With part of the project being carried out online, it allows reaching a significant number of people that transcends the possibilities offered by face-to-face public presentations and may contribute to the access to culture beyond regional asymmetries. However, the invitation to the public to participate in the planting of trees as a process integrated in the work of art reconfigures the artistic project while allowing it to be brought outside the urban centres where artistic production is mostly done, with the expectation of the endowment of this symbolic character of green spaces contributing to bringing people closer to nature, and to the indispensable enhancement and regeneration of these areas.


Following these questions, in Memorial I explore ways of doing beyond the established, rethinking where public art mostly takes place, in transferring it to the physical periphery. In this paradox of defining a project that is defined while remaining open to be adapted to the social and cultural diversity of demonstrations of mourning and loss is one of the transversal lines of this project; it remains undone. I also hope to contribute to bringing environmental issues as essential to the discussion about the different disciplines that integrate public spaces, inside and outside urbanity.


The climate crisis is a revealing symptom of the delicate, unbalanced societies we live in, where a predominantly dominating way of relating to each other and to life on the planet is reflected, perhaps not in its cause (we still don’t know that), but certainly in the disparities, conflicts and losses in human rights we are witnessing as a result. However, we also have the knowledge and the capacity to transform that relationship we have with each other, and to recover a much-needed balance that gives rise to individual and collective health, justice and wellbeing.
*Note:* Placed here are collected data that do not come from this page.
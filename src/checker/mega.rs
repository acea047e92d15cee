//! MEGA checker for legacy (`#!`, `#F!`) and current (`/file/`, `/folder/`)
//! share links.
//!
//! Liveness is asked of the MEGA command API. A missing resource
//! is signalled by a bare non-positive integer body instead of a
//! JSON payload, so the body is sniffed as untyped text.

use std::fmt;
use std::sync::{Arc, LazyLock};

use async_trait::async_trait;
use regex::Regex;
use serde_json::{Value, json};
use tracing::debug;
use url::Url;

use crate::transport::{Transport, TransportError, TransportRequest};

use super::utils::{compile_static_regex, numeric_body_value, request_nonce};
use super::{CheckError, LinkChecker, LinkFormat, ProbeOptions, ResourceKind, ResourceRef};

/// Default MEGA command API base URL.
pub const MEGA_API_URL: &str = "https://g.api.mega.co.nz";

const MEGA_LINK_BASE: &str = "https://mega.nz";

/// `https://mega.nz/#!<id>[!<key>]` (file) or `https://mega.nz/#F!<id>[!<key>]` (folder).
static LEGACY_RE: LazyLock<Regex> = LazyLock::new(|| {
    compile_static_regex(r"^https://mega\.nz/#(F?)!([a-zA-Z0-9]{8})(?:!([a-zA-Z0-9_-]*))?$")
});

/// `https://mega.nz/(file|folder)/<id>[#<key>]`.
static CURRENT_RE: LazyLock<Regex> = LazyLock::new(|| {
    compile_static_regex(r"^https://mega\.nz/(file|folder)/([a-zA-Z0-9]{8})(?:#([a-zA-Z0-9_-]*))?$")
});

/// Fields of a link matched by one of the grammars.
struct MegaLink<'a> {
    format: LinkFormat,
    kind: ResourceKind,
    id: &'a str,
    /// `None` when the key separator is absent; `Some("")` when present but empty.
    key: Option<&'a str>,
}

impl<'a> MegaLink<'a> {
    fn parse(link: &'a str) -> Option<Self> {
        if let Some(caps) = CURRENT_RE.captures(link) {
            let kind = if &caps[1] == "folder" {
                ResourceKind::Folder
            } else {
                ResourceKind::File
            };
            return Some(Self {
                format: LinkFormat::Current,
                kind,
                id: caps.get(2)?.as_str(),
                key: caps.get(3).map(|m| m.as_str()),
            });
        }

        let caps = LEGACY_RE.captures(link)?;
        let kind = if caps[1].is_empty() {
            ResourceKind::File
        } else {
            ResourceKind::Folder
        };
        Some(Self {
            format: LinkFormat::Legacy,
            kind,
            id: caps.get(2)?.as_str(),
            key: caps.get(3).map(|m| m.as_str()),
        })
    }

    fn non_empty_key(&self) -> Option<&'a str> {
        self.key.filter(|key| !key.is_empty())
    }
}

/// Checker for MEGA share links.
pub struct MegaChecker {
    transport: Arc<dyn Transport>,
    api_base: String,
}

impl MegaChecker {
    /// Creates a checker that talks to the public MEGA API.
    #[must_use]
    pub fn new(transport: Arc<dyn Transport>) -> Self {
        Self::with_api_base(transport, MEGA_API_URL)
    }

    /// Creates a checker with a custom API base URL (for tests or proxies).
    #[must_use]
    pub fn with_api_base(transport: Arc<dyn Transport>, api_base: impl Into<String>) -> Self {
        Self {
            transport,
            api_base: api_base.into(),
        }
    }

    /// Returns the API base URL in use.
    #[must_use]
    pub fn api_base(&self) -> &str {
        &self.api_base
    }

    fn parse<'a>(&self, link: &'a str) -> Result<MegaLink<'a>, CheckError> {
        MegaLink::parse(link).ok_or_else(|| CheckError::invalid_link(link))
    }

    /// Splits the last path segment of a current-format link on `#`.
    fn split_current(link: &str) -> Result<ResourceRef, CheckError> {
        let last = link
            .rsplit('/')
            .next()
            .ok_or_else(|| CheckError::invalid_link(link))?;
        let reference = match last.split_once('#') {
            Some((id, key)) => {
                ResourceRef::new(id, (!key.is_empty()).then(|| key.to_string()))
            }
            None => ResourceRef::new(last, None),
        };
        Ok(reference)
    }

    fn endpoint(&self, id: &str) -> Result<Url, TransportError> {
        let raw = format!("{}/cs", self.api_base.trim_end_matches('/'));
        let mut url = Url::parse(&raw).map_err(|_| TransportError::InvalidUrl { url: raw })?;
        url.query_pairs_mut()
            .append_pair("id", &request_nonce())
            .append_pair("n", id);
        Ok(url)
    }

    fn command(kind: ResourceKind, id: &str) -> Value {
        match kind {
            ResourceKind::Folder => json!({ "a": "f", "c": 1, "r": 1, "ca": 1 }),
            ResourceKind::File => json!({ "a": "g", "p": id }),
        }
    }
}

impl fmt::Debug for MegaChecker {
    fn fmt(&self, f: &mut fmt::Formatter<'_>) -> fmt::Result {
        f.debug_struct("MegaChecker")
            .field("api_base", &self.api_base)
            .finish_non_exhaustive()
    }
}

#[async_trait]
impl LinkChecker for MegaChecker {
    fn name(&self) -> &'static str {
        "mega"
    }

    fn is_valid(&self, link: &str) -> bool {
        MegaLink::parse(link).is_some()
    }

    fn format(&self, link: &str) -> Result<LinkFormat, CheckError> {
        Ok(self.parse(link)?.format)
    }

    fn contains_key(&self, link: &str) -> Result<bool, CheckError> {
        Ok(self.parse(link)?.non_empty_key().is_some())
    }

    fn resource_kind(&self, link: &str) -> Result<ResourceKind, CheckError> {
        let current = self.to_current_format(link)?;
        Ok(self.parse(&current)?.kind)
    }

    fn resource_ref(&self, link: &str) -> Result<ResourceRef, CheckError> {
        let current = self.to_current_format(link)?;
        Self::split_current(&current)
    }

    fn to_current_format(&self, link: &str) -> Result<String, CheckError> {
        let parsed = self.parse(link)?;
        if parsed.format == LinkFormat::Current {
            return Ok(link.trim().to_string());
        }

        let mut converted = format!("{MEGA_LINK_BASE}/{}/{}", parsed.kind, parsed.id);
        if let Some(key) = parsed.non_empty_key() {
            converted.push('#');
            converted.push_str(key);
        }
        Ok(converted)
    }

    #[tracing::instrument(skip(self, options), fields(checker = "mega", link = %link))]
    async fn is_online(&self, link: &str, options: &ProbeOptions) -> Result<bool, CheckError> {
        let ResourceRef { id, .. } = self.resource_ref(link)?;
        let kind = self.resource_kind(link)?;

        let url = self.endpoint(&id)?;
        let request = TransportRequest::post_json(url.as_str(), json!([Self::command(kind, &id)]))
            .verify_certificate(options.verify_certificate)
            .verbose(options.verbose);

        debug!(id = %id, kind = %kind, "Probing MEGA API");
        let response = self
            .transport
            .request(request)
            .await
            .map_err(|error| CheckError::from_transport(link, error))?;

        if response.is_empty() {
            return Err(CheckError::connection_failed(
                link,
                "MEGA API returned an empty response",
            ));
        }

        if let Some(code) = numeric_body_value(&response.body)
            && code <= 0
        {
            debug!(code, "MEGA API reported resource unavailable");
            return Ok(false);
        }

        Ok(true)
    }
}
//! Multi-valued, case-insensitive response header capture.

use std::collections::HashMap;

use reqwest::header::HeaderMap;
use serde::Serialize;

/// Response headers keyed by lower-cased name.
///
/// Repeated header names accumulate their values in arrival order.
#[derive(Debug, Clone, Default, PartialEq, Eq, Serialize)]
pub struct ResponseHeaders {
    entries: HashMap<String, Vec<String>>,
}

impl ResponseHeaders {
    /// Creates an empty header set.
    #[must_use]
    pub fn new() -> Self {
        Self::default()
    }

    /// Adds one header value. The name is trimmed and lower-cased, the value trimmed.
    pub fn insert(&mut self, name: &str, value: &str) {
        self.entries
            .entry(name.trim().to_ascii_lowercase())
            .or_default()
            .push(value.trim().to_string());
    }

    /// Feeds one raw header line (`Name: value`).
    ///
    /// The line is split on the first colon only. Lines without a colon, such
    /// as the status line or the blank terminator, are ignored.
    pub fn push_line(&mut self, line: &str) {
        if let Some((name, value)) = line.split_once(':') {
            self.insert(name, value);
        }
    }

    /// Builds a header set from raw header lines.
    #[must_use]
    pub fn from_lines<'a>(lines: impl IntoIterator<Item = &'a str>) -> Self {
        let mut headers = Self::new();
        for line in lines {
            headers.push_line(line);
        }
        headers
    }

    /// Builds a header set from a reqwest header map.
    ///
    /// Values that are not valid visible ASCII are decoded lossily.
    #[must_use]
    pub fn from_header_map(map: &HeaderMap) -> Self {
        let mut headers = Self::new();
        for (name, value) in map {
            let value = String::from_utf8_lossy(value.as_bytes());
            headers.insert(name.as_str(), &value);
        }
        headers
    }

    /// Returns every value recorded for `name`, in arrival order.
    #[must_use]
    pub fn get_all(&self, name: &str) -> &[String] {
        self.entries
            .get(&name.trim().to_ascii_lowercase())
            .map_or(&[], Vec::as_slice)
    }

    /// Returns the first value recorded for `name`.
    #[must_use]
    pub fn get(&self, name: &str) -> Option<&str> {
        self.get_all(name).first().map(String::as_str)
    }

    /// Number of distinct header names.
    #[must_use]
    pub fn len(&self) -> usize {
        self.entries.len()
    }

    #[must_use]
    pub fn is_empty(&self) -> bool {
        self.entries.is_empty()
    }

    /// Iterates over `(name, values)` pairs in unspecified order.
    pub fn iter(&self) -> impl Iterator<Item = (&str, &[String])> {
        self.entries
            .iter()
            .map(|(name, values)| (name.as_str(), values.as_slice()))
    }
}

#[cfg(test)]
mod tests {
    use reqwest::header::{HeaderValue, SET_COOKIE};

    use super::*;

    #[test]
    fn test_push_line_splits_on_first_colon_only() {
        let headers = ResponseHeaders::from_lines(["Location: https://mega.nz:443/file/abc"]);
        assert_eq!(headers.get("location"), Some("https://mega.nz:443/file/abc"));
    }

    #[test]
    fn test_lines_without_colon_are_ignored() {
        let headers = ResponseHeaders::from_lines(["HTTP/1.1 200 OK", "", "\r\n"]);
        assert!(headers.is_empty());
    }

    #[test]
    fn test_names_are_case_folded_and_values_trimmed() {
        let headers = ResponseHeaders::from_lines(["  Content-Type :  application/json \r\n"]);
        assert_eq!(headers.get("content-type"), Some("application/json"));
        assert_eq!(headers.get("CONTENT-TYPE"), Some("application/json"));
    }

    #[test]
    fn test_repeated_names_accumulate_in_order() {
        let headers = ResponseHeaders::from_lines([
            "Set-Cookie: a=1",
            "X-Other: yes",
            "set-cookie: b=2",
        ]);
        assert_eq!(headers.get_all("set-cookie"), ["a=1", "b=2"]);
        assert_eq!(headers.len(), 2);
    }

    #[test]
    fn test_empty_value_is_kept() {
        let headers = ResponseHeaders::from_lines(["X-Empty:"]);
        assert_eq!(headers.get_all("x-empty"), [""]);
    }

    #[test]
    fn test_missing_header_returns_empty_slice() {
        let headers = ResponseHeaders::new();
        assert!(headers.get_all("location").is_empty());
        assert!(headers.get("location").is_none());
    }

    #[test]
    fn test_from_header_map_keeps_repeated_values() {
        let mut map = HeaderMap::new();
        map.append(SET_COOKIE, HeaderValue::from_static("a=1"));
        map.append(SET_COOKIE, HeaderValue::from_static("b=2"));
        let headers = ResponseHeaders::from_header_map(&map);
        assert_eq!(headers.get_all("Set-Cookie"), ["a=1", "b=2"]);
    }
}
Memorial is an interdisciplinary project, physically materialized through the support of a pre-existing infrastructure/organization of forest regeneration with the use of autochthonous trees. This takes place through a collective action with volunteers, according to a pre-established calendar and conducive to this action. Participants are invited to develop a caring relationship with the tree their planting, throughout time; to visit and nurture it as a symbol of the deceased. The relationships we have keep on evolving, even after a loss; having that a loved one symbolised by a tree may provide comfort and a nurturing way of keeping that relationship alive, and honouring it. The communal, ritualistic aspect of the project aims to provide a safe space for the sharing of the difficult emotions that are part of grief. Hopefully, these losses may become protective symbols from our ancestors caring for our future, for our health, and for those of future generations. Despite the losses, not all is lost.
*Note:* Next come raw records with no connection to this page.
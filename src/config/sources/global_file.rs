//! Global config file source: $XDG_CONFIG_HOME/trest/config.toml or ~/.config/trest/config.toml

use std::path::PathBuf;
use tracing::debug;

/// Path to global config file.
pub fn global_config_path() -> Option<PathBuf> {
    let config_home = std::env::var("XDG_CONFIG_HOME")
        .ok()
        .filter(|dir| !dir.is_empty())
        .map(PathBuf::from)
        .or_else(|| {
            std::env::var("HOME")
                .ok()
                .map(|home| PathBuf::from(home).join(".config"))
        })?;
    Some(config_home.join("trest").join("config.toml"))
}

/// Global config file, if present on disk.
pub fn existing_config_file() -> Option<PathBuf> {
    let global_path = global_config_path()?;
    if !global_path.exists() {
        debug!(
            config_path = %global_path.display(),
            "No global configuration file"
        );
        return None;
    }
    Some(
        global_path
            .canonicalize()
            .unwrap_or_else(|_| global_path.clone()),
    )
}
In parallel to the planting effort, Memorial proposes a website is to be developed, which presents information in three axes:

1. The tree plantation effort;

2. The personal stories that celebrate those who disappeared victims of Covid-19, sent by their relatives, friends; 

3. Compilation of information on grief and climate change.



Memorial aims to be informed by science and its dissemination, exploring the development of systems and interconnecting disciplines in order to work on deep emotional issues such as the trauma caused by the pandemic and climate change, through a proposal that invites reflection on several levels: sensory, emotional, physical and intellectual aspects of the natural world and our fragile human condition. These characteristics seek to follow the path of artistic research and exploration for the collective benefit and an altruistic society, promoting the access to knowledge that allow progress in this direction. In this way, I aim that may work goes further than the traditional cultural audiences, into the bare human condition of transformation and loss from which we cannot escape - but can reconstruct their meaning into new, integrate ways.